The effects get even better when I layer multiple applications of the product on my face, which I’ve been doing nightly ever since I realized I could. I don’t do the full, Honey Lee-originated 7 Skin Method, with the alternating cotton pads and palm patting, but I do apply 3-4 separate layers of the Earth’s Recipe toner whenever I have time for it in my skincare routine. Unlike many hydrating toners that are all hydration, the Earth’s Recipe toner has a richness to it that smooths out and fortifies the outer layers of my skin as well. After a couple of layers, it starts to dry sticky, but moisturizer on top takes care of that problem.
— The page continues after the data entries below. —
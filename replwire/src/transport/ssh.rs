//! Remote interpreter over SSH using russh.
//!
//! The interpreter is started with an `exec` request on a session channel,
//! so no PTY is involved and the byte stream is exactly what the
//! interpreter writes.

use std::fmt;
use std::path::PathBuf;
use std::sync::{Arc, Mutex};
use std::time::Duration;

use log::{debug, warn};
use regex::bytes::Regex;
use russh::client::{self, Handle, Msg};
use russh::keys::{PrivateKeyWithHashAlg, PublicKey, load_secret_key};
use russh::ChannelStream;
use secrecy::ExposeSecret;
use tokio::io::{ReadHalf, WriteHalf};

use super::config::{AuthMethod, HostKeyVerification, SshConfig};
use super::{Connection, Connector, StreamConnection};
use crate::error::{Result, TransportError};

type ChannelHalves = StreamConnection<ReadHalf<ChannelStream<Msg>>, WriteHalf<ChannelStream<Msg>>>;

/// Starts the interpreter on a remote host.
#[derive(Debug, Clone)]
pub struct SshConnector {
    config: SshConfig,
    command: String,
}

impl SshConnector {
    /// Create a connector that runs `command` (e.g. `micropython`) remotely.
    pub fn new(config: SshConfig, command: impl Into<String>) -> Self {
        Self {
            config,
            command: command.into(),
        }
    }

    /// The SSH configuration.
    pub fn config(&self) -> &SshConfig {
        &self.config
    }
}

impl Connector for SshConnector {
    type Connection = SshConnection;

    async fn connect(&self, args: &[String]) -> Result<SshConnection> {
        SshConnection::open(self.config.clone(), &command_line(&self.command, args)).await
    }
}

/// Connection to an interpreter running behind an SSH exec channel.
pub struct SshConnection {
    /// Keeps the SSH session alive for as long as the channel is used.
    session: Handle<SshHandler>,
    stream: ChannelHalves,
}

impl SshConnection {
    /// Connect, authenticate and exec `command_line`.
    pub async fn open(config: SshConfig, command_line: &str) -> Result<Self> {
        let ssh_config = Arc::new(client::Config {
            inactivity_timeout: None,
            ..Default::default()
        });

        let host_key_error: Arc<Mutex<Option<TransportError>>> = Arc::new(Mutex::new(None));

        let handler = SshHandler {
            host: config.host.clone(),
            port: config.port,
            host_key_verification: config.host_key_verification.clone(),
            known_hosts_path: config.known_hosts_path.clone(),
            host_key_error: host_key_error.clone(),
        };

        debug!("connecting to {}", config.socket_addr());
        let mut session = tokio::time::timeout(
            config.timeout,
            client::connect(ssh_config, (config.host.as_str(), config.port), handler),
        )
        .await
        .map_err(|_| TransportError::Timeout(config.timeout))?
        .map_err(|e| {
            // Prefer the detailed host key error over russh's generic one
            let stored = host_key_error.lock().ok().and_then(|mut slot| slot.take());
            stored.unwrap_or(TransportError::Ssh(e))
        })?;

        Self::authenticate(&mut session, &config).await?;

        let channel = session
            .channel_open_session()
            .await
            .map_err(TransportError::Ssh)?;

        debug!("exec {:?}", command_line);
        channel
            .exec(true, command_line)
            .await
            .map_err(TransportError::Ssh)?;

        let (reader, writer) = tokio::io::split(channel.into_stream());

        Ok(Self {
            session,
            stream: StreamConnection::new(reader, writer),
        })
    }

    /// Authenticate with the server.
    async fn authenticate(session: &mut Handle<SshHandler>, config: &SshConfig) -> Result<()> {
        let success = match &config.auth {
            AuthMethod::None => session
                .authenticate_none(&config.username)
                .await
                .map_err(TransportError::Ssh)?
                .success(),
            AuthMethod::Password(password) => session
                .authenticate_password(&config.username, password.expose_secret())
                .await
                .map_err(TransportError::Ssh)?
                .success(),
            AuthMethod::PrivateKey { path, passphrase } => {
                let key = load_secret_key(path, passphrase.as_ref().map(|p| p.expose_secret()))
                    .map_err(|e| TransportError::Key(e.to_string()))?;

                // Get the best RSA hash algorithm supported by the server
                let hash_alg = session
                    .best_supported_rsa_hash()
                    .await
                    .map_err(TransportError::Ssh)?
                    .flatten();

                session
                    .authenticate_publickey(
                        &config.username,
                        PrivateKeyWithHashAlg::new(Arc::new(key), hash_alg),
                    )
                    .await
                    .map_err(TransportError::Ssh)?
                    .success()
            }
        };

        if !success {
            return Err(TransportError::AuthenticationFailed {
                user: config.username.clone(),
            }
            .into());
        }

        Ok(())
    }
}

impl fmt::Debug for SshConnection {
    fn fmt(&self, f: &mut fmt::Formatter<'_>) -> fmt::Result {
        f.debug_struct("SshConnection")
            .field("session_closed", &self.session.is_closed())
            .field("connected", &self.stream.is_connected())
            .finish_non_exhaustive()
    }
}

impl Connection for SshConnection {
    async fn write(&mut self, data: &[u8]) -> Result<()> {
        self.stream.write(data).await
    }

    async fn read_until(&mut self, terminator: &[u8], timeout: Option<Duration>) -> Result<Vec<u8>> {
        self.stream.read_until(terminator, timeout).await
    }

    async fn soft_read_until(&mut self, closers: &Regex, timeout: Duration) -> Result<Vec<u8>> {
        self.stream.soft_read_until(closers, timeout).await
    }

    async fn soft_read(&mut self, size: usize, timeout: Duration) -> Result<Vec<u8>> {
        self.stream.soft_read(size, timeout).await
    }

    async fn read_all(&mut self) -> Result<Vec<u8>> {
        self.stream.read_all().await
    }

    async fn close(&mut self) -> Result<()> {
        let shutdown = self.stream.close().await;
        self.session
            .disconnect(russh::Disconnect::ByApplication, "", "en")
            .await
            .map_err(TransportError::Ssh)?;
        shutdown
    }

    fn is_connected(&self) -> bool {
        self.stream.is_connected() && !self.session.is_closed()
    }
}

/// Join the command and its arguments into a POSIX shell command line.
fn command_line(command: &str, args: &[String]) -> String {
    std::iter::once(command.to_string())
        .chain(args.iter().map(|arg| shell_quote(arg)))
        .collect::<Vec<_>>()
        .join(" ")
}

/// Quote an argument for a POSIX shell, leaving simple words alone.
fn shell_quote(arg: &str) -> String {
    let simple = !arg.is_empty()
        && arg
            .bytes()
            .all(|b| b.is_ascii_alphanumeric() || b"-_./=:@%+,".contains(&b));
    if simple {
        arg.to_string()
    } else {
        format!("'{}'", arg.replace('\'', r"'\''"))
    }
}

/// SSH client handler for russh.
struct SshHandler {
    host: String,
    port: u16,
    host_key_verification: HostKeyVerification,
    known_hosts_path: Option<PathBuf>,
    /// Stores a detailed host-key error so connect() can surface it
    /// instead of the generic russh::Error::UnknownKey.
    host_key_error: Arc<Mutex<Option<TransportError>>>,
}

impl SshHandler {
    /// Check the host key against known_hosts.
    ///
    /// Returns `Ok(true)` if matched, `Ok(false)` if host not found,
    /// `Err(TransportError::HostKeyChanged)` if key changed.
    fn check_known_hosts(&self, pubkey: &PublicKey) -> std::result::Result<bool, TransportError> {
        let result = if let Some(ref path) = self.known_hosts_path {
            russh::keys::check_known_hosts_path(&self.host, self.port, pubkey, path)
        } else {
            russh::keys::check_known_hosts(&self.host, self.port, pubkey)
        };

        match result {
            Ok(matched) => Ok(matched),
            Err(russh::keys::Error::KeyChanged { line }) => Err(TransportError::HostKeyChanged {
                host: self.host.clone(),
                port: self.port,
                line,
            }),
            Err(e) => Err(TransportError::KnownHosts(e.to_string())),
        }
    }

    /// Save a new host key to known_hosts.
    fn learn_host_key(&self, pubkey: &PublicKey) -> std::result::Result<(), TransportError> {
        let result = if let Some(ref path) = self.known_hosts_path {
            russh::keys::known_hosts::learn_known_hosts_path(&self.host, self.port, pubkey, path)
        } else {
            russh::keys::known_hosts::learn_known_hosts(&self.host, self.port, pubkey)
        };

        result.map_err(|e| TransportError::KnownHosts(e.to_string()))
    }

    /// Remember why the key was rejected and reject it.
    fn reject(&self, error: TransportError) -> bool {
        if let Ok(mut slot) = self.host_key_error.lock() {
            *slot = Some(error);
        }
        false
    }
}

impl client::Handler for SshHandler {
    type Error = russh::Error;

    async fn check_server_key(
        &mut self,
        server_public_key: &PublicKey,
    ) -> std::result::Result<bool, Self::Error> {
        let accepted = match self.host_key_verification {
            HostKeyVerification::Disabled => true,

            HostKeyVerification::AcceptNew => match self.check_known_hosts(server_public_key) {
                Ok(true) => true,
                Ok(false) => {
                    if let Err(e) = self.learn_host_key(server_public_key) {
                        warn!("Failed to save host key: {}", e);
                    }
                    true
                }
                Err(e) => self.reject(e),
            },

            HostKeyVerification::Strict => match self.check_known_hosts(server_public_key) {
                Ok(true) => true,
                Ok(false) => self.reject(TransportError::HostKeyUnknown {
                    host: self.host.clone(),
                    port: self.port,
                }),
                Err(e) => self.reject(e),
            },
        };

        Ok(accepted)
    }
}

#[cfg(test)]
mod tests {
    use super::*;

    #[test]
    fn test_command_line_quoting() {
        let args = vec![
            "-i".to_string(),
            "main.py".to_string(),
            "two words".to_string(),
            "it's".to_string(),
            String::new(),
        ];
        assert_eq!(
            command_line("micropython", &args),
            r"micropython -i main.py 'two words' 'it'\''s' ''"
        );
    }

    #[test]
    fn test_shell_quote_plain_words() {
        assert_eq!(shell_quote("/tmp/x.py"), "/tmp/x.py");
        assert_eq!(shell_quote("--flag=1"), "--flag=1");
        assert_eq!(shell_quote("$HOME"), "'$HOME'");
    }
}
Earth’s Recipe Energy Boosting Toner ingredients: Water, butylene glycol, glycerin, betaine, dipropylene glycol, piper methysticum leaf/root/stem extract, dioscorea japonica root extract, phellinus linteus extract, arctium lappa root extract, poria cocos sclerotium extract, epilobium angustifolium flower/leaf/stem extract, portulaca oleracea extract, pueraria thunbergiana root extract, glycyrrhiza glabra (licorice) root extract, paeonia lactiflora root extract, cnidium officinale root extract, lactobacillus/soybean ferment extract, amorphophallus konjac root extract, tremella fuciformis (mushroom) extract, soluble collagen, aloe barbadensis leaf juice, sodium hyaluronate, hydrogenated lecithin, citrus aurantium dulcis (orange) oil, citrus limon (lemon) fruit oil, cymbopogon schoenanthus oil, citrus aurantium bergamia (bergamot) fruit oil, cymbopogon nardus (citronella) oil, geranium maculatum oil, PEG-60 hydrogenated castor oil, polyquaternium-51, raffinose, 1,2-hexanediol, ammonium acryloyldimethyltaurate/VP copolymer, ethylhexylglycerin, cellulose gum, adenosine, disodium EDTA, glycosyl trehalose, hydrogenated starch hydrolysate, biosaccharide gum-1, sodium polyacrylate, PVM/MA copolymer, panthenol, lecithin, xanthan gum, folic acid, ceramide 3, cholesterol, tromethamine, palmitoyl pentapeptide-4, phenoxyethanol

CosDNA analysis

There are a ton of sexy-sounding ingredients in the Earth’s Recipe Energy Boosting Toner, among them several handfuls of familiar herbal extracts. Key to my personal experience with this product are probably the soluble collagen, which forms a lightweight moisturizing film on the surface of skin; the hyaluronic acid for hydration; the various anti-inflammatory, irritation-calming extracts; and, arguably most importantly, the ceramides and cholesterol, which may help strengthen a damaged moisture barrier. I started using this toner when I was suffering the ill effects of one of the sunscreens reviewed below, and I credit it with helping shore up my traumatized skin.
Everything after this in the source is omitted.